Last updated on Gennaio 28th, 2021 at 01:06 pm
Non tutto il distanziamento viene per nuocere. Si potrebbe, non senza azzardo, commentare così i dati di una ricerca sulla religiosità pubblicata da The Times pochi giorni fa. È vero: i numeri registrati attraverso il sondaggio YouGov confermano la generale disaffezione alla fede e a qualsiasi sentimento religioso, ma mostrano anche timidi segnali in controtendenza. Per di più tra i giovani: nella cosiddetta «generazione Z», solitamente circoscritta ai nati fra il 1997 e il 2010, cita la fede come elemento importante della propria vita il 23% degli intervistati. Un aumento di due punti percentuale rispetto al 21% del mese di gennaio 2020. Poco? Certo, ma abbastanza da fare notizia, considerando anche il calo di tutte le altre fasce di età.
Numeri impietosi
Tra gli over 60 chi afferma di credere in Dio è il 36% degli intervistati, tra i 40 e i 59 anni il dato scende al 26%, e tra i 25 e i 39 anni la percentuale cala al 19. Dunque un 23% nella fascia 16-24 anni è un risultato tutt’altro che prevedibile.
La crescita è avvenuta proprio nei mesi della pandemia, quando la vita sociale si è ridotta in modo significativo, in modo particolare per i più giovani. Una nuova tendenza? «Difficile rispondere con un singolo sondaggio», ha detto a The Times Linda Woodhead, docente di Religione e società nell’Università di Lancaster, «ma so dai miei studenti che Internet ha reso più facile cercare e trovare persone come loro».

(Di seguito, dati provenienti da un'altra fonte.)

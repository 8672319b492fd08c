//! Script-level error values.

use std::fmt;

/// One line of a script stack trace.
#[derive(Debug, Clone, PartialEq, Eq)]
pub struct TraceLine {
    pub function: String,
    pub file: Option<String>,
    pub line: u32,
}

impl fmt::Display for TraceLine {
    fn fmt(&self, f: &mut fmt::Formatter<'_>) -> fmt::Result {
        match &self.file {
            Some(file) => write!(f, "{}:{}", file, self.line),
            None => write!(f, "line {}", self.line),
        }
    }
}

/// An error raised by a script (`throw`) or by the runtime.
///
/// Errors are immutable once created: the trace is captured when the error is
/// first raised, and rethrowing the same value keeps it.
#[derive(Debug, Clone, PartialEq)]
pub struct ScriptError {
    pub message: String,
    pub kind: Option<String>,
    pub trace: Vec<TraceLine>,
}

impl ScriptError {
    pub fn new(message: impl Into<String>) -> Self {
        Self {
            message: message.into(),
            kind: None,
            trace: Vec::new(),
        }
    }

    pub fn with_kind(mut self, kind: impl Into<String>) -> Self {
        self.kind = Some(kind.into());
        self
    }

    pub fn with_trace(mut self, trace: Vec<TraceLine>) -> Self {
        self.trace = trace;
        self
    }

    /// Reports whether the error carries the given kind tag.
    pub fn is(&self, kind: &str) -> bool {
        self.kind.as_deref() == Some(kind)
    }

    /// The stack trace rendered one frame per line.
    pub fn stack_trace(&self) -> String {
        self.trace
            .iter()
            .map(|l| format!(" -> {}", l))
            .collect::<Vec<_>>()
            .join("\n")
    }
}

impl fmt::Display for ScriptError {
    fn fmt(&self, f: &mut fmt::Formatter<'_>) -> fmt::Result {
        write!(f, "{}", self.message)?;
        if !self.trace.is_empty() {
            write!(f, "\n{}", self.stack_trace())?;
        }
        Ok(())
    }
}

impl std::error::Error for ScriptError {}

#[cfg(test)]
mod tests {
    use super::*;

    #[test]
    fn test_trace_line_format() {
        let l = TraceLine {
            function: "main".into(),
            file: None,
            line: 3,
        };
        assert_eq!(l.to_string(), "line 3");

        let l = TraceLine {
            function: "main".into(),
            file: Some("main.ts".into()),
            line: 7,
        };
        assert_eq!(l.to_string(), "main.ts:7");
    }

    #[test]
    fn test_error_kind() {
        let e = ScriptError::new("boom").with_kind("io");
        assert!(e.is("io"));
        assert!(!e.is("net"));
        assert_eq!(e.to_string(), "boom");
    }
}
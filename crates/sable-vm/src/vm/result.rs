//! Execution result types

/// What the run loop does after an instruction.
#[derive(Debug, Clone, Copy, PartialEq, Eq)]
pub(crate) enum ExecutionResult {
    /// Advance the pc of the frame that executed the instruction.
    Next,
    /// The instruction already placed the pc.
    Continue,
    /// Leave the run loop: the outermost frame returned or an error
    /// was not handled.
    Exit,
}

Tra i giovani e la fede spesso c’è un ostacolo arduo da superare: lo stigma sociale. Le prese in giro, l’emarginazione, la discriminazione, tutti fattori che già pesano, e non poco, sulla vita scolastica di un adolescente. Eppure, proprio durante il lockdown, sembra che molti giovani inglesi abbiano scelto di fare ricerche sul web legate alla fede, alla religiosità, alle domande di senso. Hanno trovato articoli da leggere sulle versioni online dei giornali e persone sui social con le quali confrontarsi. Il silenzio e la solitudine di questi mesi hanno spinto i giovani verso gli interrogativi profondi, quelli che la vita quotidiana caotica tende a nascondere sotto gli impegni.

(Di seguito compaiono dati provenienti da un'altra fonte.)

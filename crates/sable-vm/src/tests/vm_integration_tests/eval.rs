use super::helpers::{compile, initialized_vm};
use crate::vm::{Vm, VmConfig};
use sable_types::sync::Arc;
use sable_types::Value;

#[test]
fn test_eval_expression() {
    let mut vm = initialized_vm("");
    assert_eq!(vm.eval("1 + 2").unwrap(), Some(Value::Int(3)));
}

#[test]
fn test_eval_sees_globals() {
    let mut vm = initialized_vm("let base = 7\nfunction twice(x) { return x * 2 }");
    assert_eq!(vm.eval("twice(base) + 1").unwrap(), Some(Value::Int(15)));
}

#[test]
fn test_eval_declarations_persist() {
    let mut vm = initialized_vm("");
    assert_eq!(vm.eval("let z = 5").unwrap(), None);
    vm.eval("function inc(x) { return x + z }").unwrap();
    assert_eq!(vm.eval("inc(z)").unwrap(), Some(Value::Int(10)));
}

#[test]
fn test_eval_compile_error_keeps_program() {
    let mut vm = initialized_vm("let base = 1");
    assert!(vm.eval("let = ").is_err());
    assert!(vm.eval("missing()").is_err());
    assert_eq!(vm.eval("base").unwrap(), Some(Value::Int(1)));
}

#[test]
fn test_eval_runtime_error_rolls_back() {
    let mut vm = initialized_vm("let base = 1");
    let err = vm.eval("let q = 1\nbase = 2\nq / 0").unwrap_err();
    assert_eq!(err.message(), "Attempt to divide by zero");
    assert!(vm.eval("q").is_err());
    assert_eq!(vm.eval("base").unwrap(), Some(Value::Int(1)));
}

#[test]
fn test_fork_copies_globals() {
    let mut vm = initialized_vm("let n = 1\nfunction get() { return n }\nfunction put(v) { n = v }");
    let mut fork = vm.fork();
    fork.run_func("put", &[Value::Int(5)]).unwrap();
    assert_eq!(fork.run_func("get", &[]).unwrap(), Value::Int(5));
    assert_eq!(vm.run_func("get", &[]).unwrap(), Value::Int(1));
}

#[test]
fn test_with_globals() {
    let vm = initialized_vm("let n = 3\nfunction get() { return n }");
    let globals = vm.globals();

    let mut restored = Vm::with_globals(Arc::clone(vm.program()), globals, VmConfig::default()).unwrap();
    assert_eq!(restored.run_func("get", &[]).unwrap(), Value::Int(3));

    let program = Arc::new(compile("let a = 1\nlet b = 2").unwrap());
    let err = Vm::with_globals(program, Vec::new(), VmConfig::default()).err().unwrap();
    assert_eq!(err.message(), "invalid globals size");
}
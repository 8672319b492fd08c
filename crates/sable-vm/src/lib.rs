//! Sable Virtual Machine
//!
//! This crate compiles Sable source into a register based bytecode and runs
//! it. Scripts are sandboxed: a host decides which native functions exist,
//! which permissions a program holds and how many steps, allocations and
//! call frames it may use.
//!
//! # Architecture
//!
//! - Every function owns a register file sized at compile time. Operands
//!   are typed addresses (local, global, constant, closure cell, ...)
//! - Variables captured by closures are shared cells into the register file
//!   of the frame that declared them
//! - Frame 0 runs the global function; its registers are the globals and
//!   stay alive after initialization so `main` and other functions can be
//!   called many times
//!
//! # Modules
//!
//! - `opcode`: Instruction set definitions
//! - `bytecode`: Addresses, functions, classes, enums and the program
//! - `compiler`: Module graph to bytecode compiler
//! - `vm`: Virtual machine execution engine
//! - `builtins`: Native function registry and the default natives
//! - `bytecode_debug`: Text dumps of compiled programs
//! - `error`: Error types for VM and compiler

#![allow(clippy::result_large_err)]

pub mod builtins;
pub mod bytecode;
pub mod bytecode_debug;
pub mod compiler;
pub mod error;
pub mod opcode;
pub mod vm;

// Re-export main types
pub use builtins::{create_native_registry, NativeFn, NativeFunction, NativeRegistry};
pub use bytecode::{Address, AddressKind, Program};
pub use bytecode_debug::{dump_function, dump_program};
pub use compiler::Compiler;
pub use error::{CompileError, VmError};
pub use opcode::OpCode;
pub use vm::{Finalizer, Output, Vm, VmConfig};

use sable_parser::{FsLoader, ModuleGraph};
use sable_types::sync::Arc;
use std::path::Path;

/// Compiles a loaded module graph.
pub fn compile(graph: &ModuleGraph, natives: Arc<NativeRegistry>) -> Result<Program, VmError> {
    Ok(Compiler::new(natives).compile(graph)?)
}

/// Compiles a single file of source with the default natives.
pub fn compile_str(source: &str) -> Result<Program, VmError> {
    let file = sable_parser::parse(source)?;
    compile(&ModuleGraph::single(file), Arc::new(create_native_registry()))
}

/// Loads `path` and every module it imports from the file system and
/// compiles them with the default natives.
pub fn compile_path(path: impl AsRef<Path>) -> Result<Program, VmError> {
    let path = path.as_ref();
    let root = path.parent().unwrap_or_else(|| Path::new("."));
    let entry = path
        .file_name()
        .map(|n| format!("/{}", n.to_string_lossy()))
        .unwrap_or_default();

    let loader = FsLoader::new(root);
    let graph = ModuleGraph::load(&loader, &entry)?;
    compile(&graph, Arc::new(create_native_registry()))
}

#[cfg(test)]
mod tests;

In Italia ascolti record per il Papa
E non è avvenuto solo in Inghilterra. In Italia, durante la Fase 1, c’è stato sì un boom di abbonamenti a piattaforme che offrivano film e serie televisive, ma il vero sold out l’ha fatto il Pontefice, quando, venerdì 27 marzo, ha pregato in una piazza San Pietro deserta sotto la pioggia battente. In quel momento, solo in Italia, 17 milioni e 400 mila spettatori hanno vissuto l’inedita benedizione Urbi et Orbi dalle proprie case. Un record assoluto, che ha battuto l’evento televisivo dell’anno, il Festival di Sanremo, e la serie televisiva più seguita, Il commissario Montalbano.

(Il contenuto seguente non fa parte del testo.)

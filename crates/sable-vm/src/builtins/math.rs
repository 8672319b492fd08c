//! Math package: max, min

use crate::error::VmError;
use crate::vm::Vm;
use sable_types::Value;

fn fold(name: &str, args: &[Value], pick: fn(f64, f64) -> bool) -> Result<Value, VmError> {
    let mut best: Option<&Value> = None;
    let mut all_ints = true;

    for v in args {
        let x = match v {
            Value::Int(_) => v.to_float(),
            Value::Float(_) => {
                all_ints = false;
                v.to_float()
            }
            other => {
                return Err(VmError::new(format!(
                    "{}: expected numbers, got {}",
                    name,
                    other.type_name()
                )))
            }
        };
        let replace = match (best.and_then(|b| b.to_float()), x) {
            (None, _) => true,
            (Some(b), Some(x)) => pick(x, b),
            _ => false,
        };
        if replace {
            best = Some(v);
        }
    }

    match best {
        None => Err(VmError::new(format!("{}: expected at least one argument", name))),
        Some(v) if all_ints => Ok(v.clone()),
        Some(v) => Ok(Value::Float(v.to_float().unwrap_or_default())),
    }
}

pub fn vm_max(_vm: &mut Vm, _this: &Value, args: &[Value]) -> Result<Value, VmError> {
    fold("max", args, |x, best| x > best)
}

pub fn vm_min(_vm: &mut Vm, _this: &Value, args: &[Value]) -> Result<Value, VmError> {
    fold("min", args, |x, best| x < best)
}
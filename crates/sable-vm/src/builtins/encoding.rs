//! JSON encoding

use crate::error::VmError;
use crate::vm::Vm;
use sable_types::Value;

/// `JSON.stringify(value)` through the value's export tree.
pub fn vm_json_stringify(_vm: &mut Vm, _this: &Value, args: &[Value]) -> Result<Value, VmError> {
    let json = args[0].export(0);
    serde_json::to_string(&json)
        .map(Value::from)
        .map_err(|e| VmError::new(format!("JSON.stringify: {}", e)))
}

#[cfg(test)]
mod tests {
    use super::*;
    use crate::builtins::NativeRegistry;
    use crate::bytecode::Program;
    use sable_types::sync::Arc;
    use std::collections::HashMap;

    #[test]
    fn test_stringify_nested() {
        let mut vm = Vm::new(Arc::new(Program::new(Arc::new(NativeRegistry::new()))));
        let mut m = HashMap::new();
        m.insert(Value::from("a"), Value::array(vec![Value::Int(1), Value::Null]));
        let out = vm_json_stringify(&mut vm, &Value::Null, &[Value::map(m)]).unwrap();
        assert_eq!(out.to_string(), r#"{"a":[1,null]}"#);
    }
}
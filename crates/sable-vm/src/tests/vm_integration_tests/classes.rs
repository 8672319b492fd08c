use super::helpers::{execute, run_error};
use sable_types::Value;

#[test]
fn test_constructor_and_method() {
    let source = r#"
        class Point {
            x = 0
            y = 0
            constructor(x, y) {
                this.x = x
                this.y = y
            }
            sum() {
                return this.x + this.y
            }
        }
        let p = new Point(3, 4)
        return p.sum()
    "#;
    assert_eq!(execute(source).unwrap(), Value::Int(7));
}

#[test]
fn test_field_initializers_without_constructor() {
    let source = r#"
        class Box {
            value = 10
            tags = []
        }
        let a = new Box()
        let b = new Box()
        a.tags.push(1)
        return a.value + b.tags.length
    "#;
    assert_eq!(execute(source).unwrap(), Value::Int(10));
}

#[test]
fn test_empty_class() {
    let source = r#"
        class Empty {}
        let e = new Empty()
        e.extra = 5
        return e.extra
    "#;
    assert_eq!(execute(source).unwrap(), Value::Int(5));
}

#[test]
fn test_private_field() {
    let source = r#"
        class Account {
            private secret = 1
            reveal() {
                return this.secret
            }
        }
        let a = new Account()
        return a.secret
    "#;
    assert_eq!(run_error(source), "Attempted to access a private field: secret");
}

#[test]
fn test_private_members_inside_class() {
    let source = r#"
        class Account {
            private secret = 20
            private double() {
                return this.secret * 2
            }
            reveal() {
                return this.double() + 2
            }
        }
        return new Account().reveal()
    "#;
    assert_eq!(execute(source).unwrap(), Value::Int(42));
}

#[test]
fn test_private_method() {
    let source = r#"
        class Account {
            private double() {
                return 2
            }
        }
        let a = new Account()
        return a.double()
    "#;
    assert_eq!(run_error(source), "Attempted to access a private method: double");
}

#[test]
fn test_method_as_value() {
    let source = r#"
        class Counter {
            n = 1
            next() {
                this.n++
                return this.n
            }
        }
        let c = new Counter()
        let f = c.next
        f()
        return f()
    "#;
    assert_eq!(execute(source).unwrap(), Value::Int(3));
}

#[test]
fn test_enum_values() {
    let source = r#"
        enum Color { Red, Green = 5, Blue }
        return Color.Blue * 100 + Color.Green * 10 + Color[0]
    "#;
    assert_eq!(execute(source).unwrap(), Value::Int(650));
}

#[test]
fn test_string_enum() {
    let source = r#"
        enum Mode { Read = "r", Write = "w" }
        return Mode.Read + Mode.Write
    "#;
    assert_eq!(execute(source).unwrap(), Value::from("rw"));
}

#[test]
fn test_enum_out_of_range() {
    let err = run_error("enum Color { Red }\nreturn Color[3]");
    assert_eq!(err, "invalid enum index: Color 3 [1]");
}

#[test]
fn test_enum_invalid_key() {
    let err = execute("enum Color { Red }\nreturn Color.Pink").unwrap_err();
    assert!(err.contains("Invalid enum key: Color.Pink"), "{}", err);
}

Lo stesso è avvenuto con la Messa da Casa Santa Marta del Papa, trasmessa per l’occasione da Rai 1 ogni mattina, con il Rosario per l’Italia (che continua ancora, ogni mercoledì, alle 21) prodotto e trasmesso da Tv2000, e con tutte le emittenti che hanno dato spazio, nei propri palinsesti, a celebrazioni, preghiere e riflessioni su ciò che stava avvenendo.
Bisogno di comunità
Era e continua a essere forte, con il risalire dei contagi e le nuove misure restrittive, il bisogno di ricostruire un senso di comunità, seppur virtuale. Essere tutti insieme davanti alla tivù, seppur ciascuno nella propria casa, con le stesse domande, paure, incertezze. Persino la maratona Harry Potter, proposta da Italia 1 nella Fase 1, ha sfiorato i cinque milioni di telespettatori a serata, nonostante la programmazione annuale si ripeta ormai da dieci anni. Le domande di senso si fanno più pressanti nella solitudine dell’isolamento. E per una volta sembra che Internet sia riuscito a proporre risposte degne di nota. In attesa di tornare a confrontarsi dal vivo, in presenza, un piccolo segnale di speranza.